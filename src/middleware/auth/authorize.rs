//! Authorization predicates, called explicitly by each handler.
//!
//! Claims carry the user's direct grants; the resolver closes them over the
//! permission hierarchy before checking.

use tracing::warn;

use crate::error::AppError;
use crate::services::auth::{Claims, PermissionResolver};

/// Every permission in `required` must be held.
pub fn require_all(
    resolver: &PermissionResolver,
    claims: &Claims,
    required: &[&str],
) -> Result<(), AppError> {
    if resolver.has_all(&claims.permissions, required) {
        return Ok(());
    }
    warn!(sub = %claims.sub, ?required, "permission denied");
    Err(AppError::Forbidden)
}

/// At least one permission in `required` must be held.
pub fn require_any(
    resolver: &PermissionResolver,
    claims: &Claims,
    required: &[&str],
) -> Result<(), AppError> {
    if resolver.has_any(&claims.permissions, required) {
        return Ok(());
    }
    warn!(sub = %claims.sub, ?required, "permission denied");
    Err(AppError::Forbidden)
}
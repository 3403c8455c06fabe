//! HTTP-level middleware (cross-cutting concerns).
//!
//! Transport/infrastructure concerns that apply to every route regardless
//! of API version.
//!
//! Responsibility:
//! - Access logging / request tracing (TraceLayer), tagged with the request
//!   id and negotiated version from the request context
//! - Global timeout
//! - Body size limit
//! - Panic to 500 conversion
//!
//! Request-id generation lives in the context stage, which wraps this one.

use std::any::Any;
use std::time::Duration;

use axum::Router;
use axum::body::Body;
use axum::error_handling::HandleErrorLayer;
use axum::http::{Request, StatusCode};
use axum::response::{IntoResponse, Response};
use tower::timeout::TimeoutLayer;
use tower::{BoxError, ServiceBuilder};
use tower_http::catch_panic::CatchPanicLayer;
use tower_http::limit::RequestBodyLimitLayer;
use tower_http::trace::TraceLayer;
use tracing::{Span, error, info_span};

use crate::api::extractors::RequestContext;
use crate::error::AppError;

pub const REQUEST_TIMEOUT: Duration = Duration::from_secs(30);
pub const BODY_LIMIT_BYTES: usize = 1024 * 1024;

/// Apply HTTP-level middleware to the given Router.
///
/// Defaults:
/// - Timeout: 30 seconds
/// - Body limit: 1 MiB
pub fn apply(router: Router) -> Router {
    let layers = ServiceBuilder::new()
        // Make the service error `Infallible` by converting errors into responses.
        .layer(HandleErrorLayer::new(|err: BoxError| async move {
            if err.is::<tower::timeout::error::Elapsed>() {
                StatusCode::REQUEST_TIMEOUT
            } else {
                error!(error = %err, "unhandled service error");
                StatusCode::INTERNAL_SERVER_ERROR
            }
        }))
        .layer(TraceLayer::new_for_http().make_span_with(make_request_span))
        .layer(TimeoutLayer::new(REQUEST_TIMEOUT))
        .layer(RequestBodyLimitLayer::new(BODY_LIMIT_BYTES))
        .layer(CatchPanicLayer::custom(panic_response));

    router.layer(layers)
}

fn make_request_span(req: &Request<Body>) -> Span {
    let ctx = req.extensions().get::<RequestContext>();

    info_span!(
        "request",
        method = %req.method(),
        uri = %req.uri(),
        request_id = %ctx.map(|c| c.request_id().to_string()).unwrap_or_default(),
        api_version = %ctx.map(|c| c.api_version().to_string()).unwrap_or_default(),
    )
}

fn panic_response(_payload: Box<dyn Any + Send + 'static>) -> Response {
    // The panic hook has already logged the payload and location.
    AppError::Internal.into_response()
}
/*
 * Responsibility
 * - /auth 系の request/response DTO
 */
use serde::{Deserialize, Serialize};

use crate::api::v1::dto::users::UserResponse;
use crate::services::auth::{IssuedTokenPair, Registration};

#[derive(Debug, Deserialize)]
pub struct RegisterRequest {
    pub email: String,
    pub password: String,
    #[serde(default)]
    pub first_name: String,
    #[serde(default)]
    pub last_name: String,
}

impl From<RegisterRequest> for Registration {
    fn from(req: RegisterRequest) -> Self {
        Self {
            email: req.email,
            password: req.password,
            first_name: req.first_name,
            last_name: req.last_name,
        }
    }
}

#[derive(Debug, Deserialize)]
pub struct LoginRequest {
    pub email: String,
    pub password: String,
}

#[derive(Debug, Deserialize)]
pub struct ChangePasswordRequest {
    pub current_password: String,
    pub new_password: String,
}

/// Body of both `/refresh` and `/logout`.
#[derive(Debug, Deserialize)]
pub struct RefreshTokenRequest {
    pub refresh_token: String,
}

#[derive(Debug, Serialize)]
pub struct TokenResponse {
    pub access_token: String,
    pub refresh_token: String,
    pub token_type: &'static str,
    pub expires_in: u64,
}

impl From<IssuedTokenPair> for TokenResponse {
    fn from(pair: IssuedTokenPair) -> Self {
        Self {
            access_token: pair.access_token,
            refresh_token: pair.refresh_token,
            token_type: pair.token_type,
            expires_in: pair.expires_in,
        }
    }
}

#[derive(Debug, Serialize)]
pub struct TokensData {
    pub tokens: TokenResponse,
}

#[derive(Debug, Serialize)]
pub struct LoginData {
    pub tokens: TokenResponse,
    pub user: UserResponse,
}

#[derive(Debug, Serialize)]
pub struct UserData {
    pub user: UserResponse,
}
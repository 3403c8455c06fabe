/*
 * Responsibility
 * - GET /auth/me の v2 形
 * - v1 の user に加えて、hierarchy で閉じた実効 permission を返す
 */
use std::collections::BTreeSet;

use axum::extract::State;
use serde::Serialize;

use crate::api::dto::ApiResponse;
use crate::api::extractors::Authenticated;
use crate::api::v1::dto::users::UserResponse;
use crate::api::v1::handlers::auth::current_user;
use crate::error::AppError;
use crate::state::AppState;

#[derive(Debug, Serialize)]
pub struct MeData {
    pub user: UserResponse,
    pub effective_permissions: BTreeSet<String>,
}

pub async fn me(
    State(state): State<AppState>,
    auth: Authenticated,
) -> Result<ApiResponse<MeData>, AppError> {
    let user = current_user(&state, &auth).await?;
    let effective_permissions = state.permissions.close(&auth.claims().permissions);

    Ok(ApiResponse::ok(
        auth.ctx(),
        "User information retrieved successfully",
        MeData {
            user: UserResponse::from(&user),
            effective_permissions,
        },
    ))
}
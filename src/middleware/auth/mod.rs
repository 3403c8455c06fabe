pub mod access;
pub mod authorize;

pub use authorize::{require_all, require_any};
use axum::{Router, routing::get};

use crate::api::v2::handlers::me::me;
use crate::middleware;
use crate::state::AppState;

pub fn routes(state: AppState) -> Router<AppState> {
    let protected = Router::new().route("/auth/me", get(me));

    middleware::auth::access::apply(protected, state)
}
//! Request context stage (outermost layer).
//!
//! - negotiates the API version from path / headers
//! - inserts a fresh `RequestContext` into request extensions
//! - stamps `X-API-Version` and `X-Request-Id` on every response, including
//!   error responses produced by inner layers and the fallback
//! - adds `Deprecation` / `X-API-Deprecated-Version` / `Sunset` for
//!   deprecated versions

use std::sync::Arc;

use axum::{
    Router,
    body::Body,
    extract::State,
    http::{HeaderName, HeaderValue, Request},
    middleware::{self, Next},
    response::Response,
};
use tracing::debug;

use crate::api::extractors::RequestContext;
use crate::services::versioning::{API_VERSION_HEADER, VersionNegotiator};

pub const REQUEST_ID_HEADER: HeaderName = HeaderName::from_static("x-request-id");
pub const DEPRECATION_HEADER: HeaderName = HeaderName::from_static("deprecation");
pub const DEPRECATED_VERSION_HEADER: HeaderName =
    HeaderName::from_static("x-api-deprecated-version");
pub const SUNSET_HEADER: HeaderName = HeaderName::from_static("sunset");

pub fn apply(router: Router, negotiator: Arc<VersionNegotiator>) -> Router {
    router.layer(middleware::from_fn_with_state(negotiator, request_context))
}

async fn request_context(
    State(negotiator): State<Arc<VersionNegotiator>>,
    mut req: Request<Body>,
    next: Next,
) -> Response {
    let negotiation = negotiator.negotiate(req.uri().path(), req.headers());
    let ctx = RequestContext::new(negotiation);
    let request_id = ctx.request_id();

    debug!(
        %request_id,
        api_version = %negotiation.version,
        source = ?negotiation.source,
        "api version negotiated"
    );

    req.extensions_mut().insert(ctx);

    let mut res = next.run(req).await;

    let policy = negotiator.policy();
    let headers = res.headers_mut();

    let version = HeaderValue::from_str(&negotiation.version.to_string()).ok();
    if let Some(v) = &version {
        headers.insert(API_VERSION_HEADER, v.clone());
    }
    if let Ok(v) = HeaderValue::from_str(&request_id.to_string()) {
        headers.insert(REQUEST_ID_HEADER, v);
    }

    if policy.is_deprecated(negotiation.version) {
        headers.insert(DEPRECATION_HEADER, HeaderValue::from_static("true"));
        if let Some(v) = version {
            headers.insert(DEPRECATED_VERSION_HEADER, v);
        }
        if let Some(v) = policy.sunset().and_then(|s| HeaderValue::from_str(s).ok()) {
            headers.insert(SUNSET_HEADER, v);
        }
    }

    res
}
pub mod admin;
pub mod auth;
pub mod users;
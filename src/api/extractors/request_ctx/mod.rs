/*!
 * Request context extractor
 *
 * Responsibility:
 * - リクエストごとのコンテキスト（RequestContext）を handler に提供する
 * - HTTP / axum 依存は core に閉じ込め、型定義は types に分離する
 *
 * Public API:
 * - RequestContext
 * - Ctx
 * - Authenticated
 */

mod core;
mod types;

pub use core::{Authenticated, Ctx};
pub use types::RequestContext;
pub mod client;
pub mod memory;
pub mod valkey;

pub use client::{CacheClient, CacheError, CacheResult};
pub use memory::MemoryCache;
pub use valkey::ValkeyClient;
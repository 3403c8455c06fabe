/*
 * Responsibility
 * - 失効済み refresh token の記録 (logout / rotation)
 * - check-and-store を原子的に行い、同じ refresh token の二重使用を防ぐ
 * - backend 障害は Err で返す (呼び出し側は fail-closed)
 */
use std::{future::Future, pin::Pin, sync::Arc, time::Duration};

use base64::{Engine, engine::general_purpose::URL_SAFE_NO_PAD};
use sha2::{Digest, Sha256};

use crate::services::cache::{CacheClient, CacheError, MemoryCache, ValkeyClient};

#[derive(Debug, thiserror::Error)]
pub enum DenylistError {
    #[error(transparent)]
    Cache(#[from] CacheError),
}

type DenylistFuture<'a, T> = Pin<Box<dyn Future<Output = Result<T, DenylistError>> + Send + 'a>>;

pub trait TokenDenylist: Send + Sync {
    // Mark `fingerprint` as revoked for `ttl_secs`.
    //
    // Returns:
    // - Ok(true)  => newly revoked by this call
    // - Ok(false) => already revoked
    // - Err(_)    => backend failure
    fn revoke<'a>(&'a self, fingerprint: &'a str, ttl_secs: u64) -> DenylistFuture<'a, bool>;

    fn is_revoked<'a>(&'a self, fingerprint: &'a str) -> DenylistFuture<'a, bool>;

    fn ping(&self) -> DenylistFuture<'_, ()>;
}

/// Stable key for a token: base64url(sha256(token)).
///
/// Raw tokens are never stored.
pub fn fingerprint(token: &str) -> String {
    URL_SAFE_NO_PAD.encode(Sha256::digest(token.as_bytes()))
}

/// Denylist on top of any `CacheClient`.
#[derive(Clone)]
pub struct CacheDenylist<C: CacheClient> {
    cache: Arc<C>,
    // Key prefix to avoid collisions across environments
    prefix: String,
}

impl CacheDenylist<ValkeyClient> {
    pub async fn connect(redis_url: &str) -> Result<Self, DenylistError> {
        let client = ValkeyClient::new(redis_url).await?;
        Ok(Self::new_with_cache(Arc::new(client), "token:revoked"))
    }
}

impl CacheDenylist<MemoryCache> {
    pub fn in_memory() -> Self {
        Self::new_with_cache(Arc::new(MemoryCache::new()), "token:revoked")
    }
}

impl<C: CacheClient> CacheDenylist<C> {
    pub fn new_with_cache(cache: Arc<C>, prefix: impl Into<String>) -> Self {
        Self {
            cache,
            prefix: prefix.into(),
        }
    }

    pub fn backend_name(&self) -> &'static str {
        self.cache.backend_name()
    }

    fn key(&self, fingerprint: &str) -> String {
        format!("{}:{}", self.prefix, fingerprint)
    }
}

impl<C: CacheClient> TokenDenylist for CacheDenylist<C> {
    fn revoke<'a>(&'a self, fingerprint: &'a str, ttl_secs: u64) -> DenylistFuture<'a, bool> {
        Box::pin(async move {
            // SET <key> "1" NX EX <ttl>
            let stored = self
                .cache
                .set_if_absent_with_ttl(&self.key(fingerprint), "1", Duration::from_secs(ttl_secs))
                .await?;

            Ok(stored)
        })
    }

    fn is_revoked<'a>(&'a self, fingerprint: &'a str) -> DenylistFuture<'a, bool> {
        Box::pin(async move { Ok(self.cache.get_string(&self.key(fingerprint)).await?.is_some()) })
    }

    fn ping(&self) -> DenylistFuture<'_, ()> {
        Box::pin(async move { Ok(self.cache.ping().await?) })
    }
}
pub mod auth;
pub mod cache;
pub mod versioning;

__________

__What needs to be done__:
One number should be returned: how many lines in the records contain the word "Duration".

__Answer section__:
4